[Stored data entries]
----------------
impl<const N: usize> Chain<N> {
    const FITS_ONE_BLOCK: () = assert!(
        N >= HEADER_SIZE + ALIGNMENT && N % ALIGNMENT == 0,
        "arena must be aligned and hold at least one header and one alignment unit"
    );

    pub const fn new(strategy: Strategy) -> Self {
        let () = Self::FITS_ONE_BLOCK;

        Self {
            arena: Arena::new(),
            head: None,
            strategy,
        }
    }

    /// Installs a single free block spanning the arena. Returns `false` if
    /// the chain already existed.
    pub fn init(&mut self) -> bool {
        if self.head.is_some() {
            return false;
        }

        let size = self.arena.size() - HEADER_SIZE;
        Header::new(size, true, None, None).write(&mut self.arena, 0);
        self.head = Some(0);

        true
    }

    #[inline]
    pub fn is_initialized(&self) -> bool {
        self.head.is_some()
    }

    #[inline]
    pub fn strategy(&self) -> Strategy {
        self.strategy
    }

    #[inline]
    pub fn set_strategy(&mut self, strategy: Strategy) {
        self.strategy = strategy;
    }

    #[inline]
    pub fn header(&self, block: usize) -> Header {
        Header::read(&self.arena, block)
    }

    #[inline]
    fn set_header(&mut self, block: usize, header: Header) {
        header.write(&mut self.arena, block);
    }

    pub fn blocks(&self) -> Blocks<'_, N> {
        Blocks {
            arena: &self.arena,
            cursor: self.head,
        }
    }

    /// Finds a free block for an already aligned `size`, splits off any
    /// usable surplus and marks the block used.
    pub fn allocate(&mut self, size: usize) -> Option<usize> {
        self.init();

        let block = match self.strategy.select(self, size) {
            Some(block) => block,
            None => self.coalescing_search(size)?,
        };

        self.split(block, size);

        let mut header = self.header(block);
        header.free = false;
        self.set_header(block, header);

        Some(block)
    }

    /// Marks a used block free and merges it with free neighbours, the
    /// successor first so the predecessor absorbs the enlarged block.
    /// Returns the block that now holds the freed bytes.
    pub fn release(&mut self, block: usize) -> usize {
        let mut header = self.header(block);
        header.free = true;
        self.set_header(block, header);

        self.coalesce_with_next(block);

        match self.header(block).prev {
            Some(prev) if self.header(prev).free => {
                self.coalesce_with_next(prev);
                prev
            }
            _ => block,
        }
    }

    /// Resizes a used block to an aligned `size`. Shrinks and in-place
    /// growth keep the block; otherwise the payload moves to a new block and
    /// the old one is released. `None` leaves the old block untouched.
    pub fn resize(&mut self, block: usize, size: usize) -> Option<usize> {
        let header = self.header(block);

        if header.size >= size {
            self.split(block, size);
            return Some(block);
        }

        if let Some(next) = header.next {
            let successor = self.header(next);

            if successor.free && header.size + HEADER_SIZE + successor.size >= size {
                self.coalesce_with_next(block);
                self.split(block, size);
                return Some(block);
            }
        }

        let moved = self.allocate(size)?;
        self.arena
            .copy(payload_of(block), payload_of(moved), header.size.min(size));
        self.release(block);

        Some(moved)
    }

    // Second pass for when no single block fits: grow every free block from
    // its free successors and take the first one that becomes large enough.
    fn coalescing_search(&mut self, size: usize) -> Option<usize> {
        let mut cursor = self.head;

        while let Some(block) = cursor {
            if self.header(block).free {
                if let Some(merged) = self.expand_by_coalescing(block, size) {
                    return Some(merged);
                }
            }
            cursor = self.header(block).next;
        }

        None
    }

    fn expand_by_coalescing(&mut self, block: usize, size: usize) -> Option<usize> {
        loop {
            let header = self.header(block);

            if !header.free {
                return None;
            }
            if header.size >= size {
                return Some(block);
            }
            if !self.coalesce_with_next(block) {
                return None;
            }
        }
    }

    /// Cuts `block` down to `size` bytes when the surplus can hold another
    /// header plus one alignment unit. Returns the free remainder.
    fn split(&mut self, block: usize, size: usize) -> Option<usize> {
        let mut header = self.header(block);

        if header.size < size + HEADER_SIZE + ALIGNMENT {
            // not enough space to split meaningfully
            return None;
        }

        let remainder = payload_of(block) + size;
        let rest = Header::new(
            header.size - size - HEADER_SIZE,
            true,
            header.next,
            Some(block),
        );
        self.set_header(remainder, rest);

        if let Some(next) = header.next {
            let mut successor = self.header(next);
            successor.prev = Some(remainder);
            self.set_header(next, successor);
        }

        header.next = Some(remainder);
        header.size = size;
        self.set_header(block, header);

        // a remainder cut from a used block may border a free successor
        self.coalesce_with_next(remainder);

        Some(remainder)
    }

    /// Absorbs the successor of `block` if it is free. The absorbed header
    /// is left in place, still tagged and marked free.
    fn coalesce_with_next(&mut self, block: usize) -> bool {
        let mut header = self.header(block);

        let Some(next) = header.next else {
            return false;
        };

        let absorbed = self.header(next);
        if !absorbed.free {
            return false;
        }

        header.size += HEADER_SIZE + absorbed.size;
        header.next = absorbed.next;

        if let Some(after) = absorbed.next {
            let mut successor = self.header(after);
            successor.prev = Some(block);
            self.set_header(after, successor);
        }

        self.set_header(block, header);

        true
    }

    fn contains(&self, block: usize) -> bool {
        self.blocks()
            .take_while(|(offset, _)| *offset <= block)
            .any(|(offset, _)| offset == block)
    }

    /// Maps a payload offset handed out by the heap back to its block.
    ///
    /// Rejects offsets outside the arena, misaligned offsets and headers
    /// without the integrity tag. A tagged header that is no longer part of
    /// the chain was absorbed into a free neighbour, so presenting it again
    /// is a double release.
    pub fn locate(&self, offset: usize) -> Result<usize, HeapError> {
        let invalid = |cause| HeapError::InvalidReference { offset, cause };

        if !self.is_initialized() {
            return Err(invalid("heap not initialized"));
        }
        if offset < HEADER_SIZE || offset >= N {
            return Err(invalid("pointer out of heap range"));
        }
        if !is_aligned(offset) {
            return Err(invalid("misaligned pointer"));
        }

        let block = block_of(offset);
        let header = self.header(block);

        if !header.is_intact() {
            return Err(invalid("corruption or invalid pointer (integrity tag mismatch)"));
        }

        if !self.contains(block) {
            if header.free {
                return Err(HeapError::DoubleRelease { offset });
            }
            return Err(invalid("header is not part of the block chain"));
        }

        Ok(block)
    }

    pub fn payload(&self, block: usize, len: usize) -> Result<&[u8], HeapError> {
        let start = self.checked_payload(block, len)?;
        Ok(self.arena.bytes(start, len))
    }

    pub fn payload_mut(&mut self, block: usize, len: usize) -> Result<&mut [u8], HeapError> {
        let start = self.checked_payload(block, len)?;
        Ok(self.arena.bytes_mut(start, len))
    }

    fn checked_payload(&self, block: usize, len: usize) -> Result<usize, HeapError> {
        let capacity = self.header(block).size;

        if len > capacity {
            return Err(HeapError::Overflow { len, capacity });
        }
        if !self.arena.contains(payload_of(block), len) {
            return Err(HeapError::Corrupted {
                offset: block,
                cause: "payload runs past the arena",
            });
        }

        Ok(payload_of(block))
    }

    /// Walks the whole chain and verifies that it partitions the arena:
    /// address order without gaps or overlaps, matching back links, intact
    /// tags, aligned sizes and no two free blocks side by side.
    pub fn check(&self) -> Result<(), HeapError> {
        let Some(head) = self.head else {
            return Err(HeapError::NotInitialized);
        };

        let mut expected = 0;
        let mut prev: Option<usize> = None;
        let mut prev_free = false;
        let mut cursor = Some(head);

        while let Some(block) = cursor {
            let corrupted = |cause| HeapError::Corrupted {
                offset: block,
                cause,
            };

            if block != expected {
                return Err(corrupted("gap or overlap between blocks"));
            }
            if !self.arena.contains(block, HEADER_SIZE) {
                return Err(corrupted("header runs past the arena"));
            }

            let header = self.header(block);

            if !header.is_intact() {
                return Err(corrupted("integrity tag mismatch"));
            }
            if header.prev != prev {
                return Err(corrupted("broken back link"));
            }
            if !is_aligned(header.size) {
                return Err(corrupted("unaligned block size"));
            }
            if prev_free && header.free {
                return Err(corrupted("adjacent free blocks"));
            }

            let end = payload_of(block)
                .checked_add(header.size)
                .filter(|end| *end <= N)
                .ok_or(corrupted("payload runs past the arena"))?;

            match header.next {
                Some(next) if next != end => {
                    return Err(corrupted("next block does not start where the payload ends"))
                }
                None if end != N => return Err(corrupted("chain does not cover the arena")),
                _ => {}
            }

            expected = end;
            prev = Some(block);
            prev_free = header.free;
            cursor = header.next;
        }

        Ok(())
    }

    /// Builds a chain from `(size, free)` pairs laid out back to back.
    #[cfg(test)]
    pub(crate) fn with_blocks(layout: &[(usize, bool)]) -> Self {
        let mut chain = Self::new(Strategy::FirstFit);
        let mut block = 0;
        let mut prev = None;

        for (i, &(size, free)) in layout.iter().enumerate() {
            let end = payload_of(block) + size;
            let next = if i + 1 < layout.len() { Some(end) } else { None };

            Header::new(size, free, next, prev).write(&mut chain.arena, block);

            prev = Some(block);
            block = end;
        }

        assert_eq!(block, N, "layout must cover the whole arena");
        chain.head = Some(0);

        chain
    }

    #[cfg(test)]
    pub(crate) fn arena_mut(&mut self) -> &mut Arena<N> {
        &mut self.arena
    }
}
----------------
Looking at the records, how many of the lines contain the string "bool"? Only the number should be given.

→ **COMPLETED TASK**:
5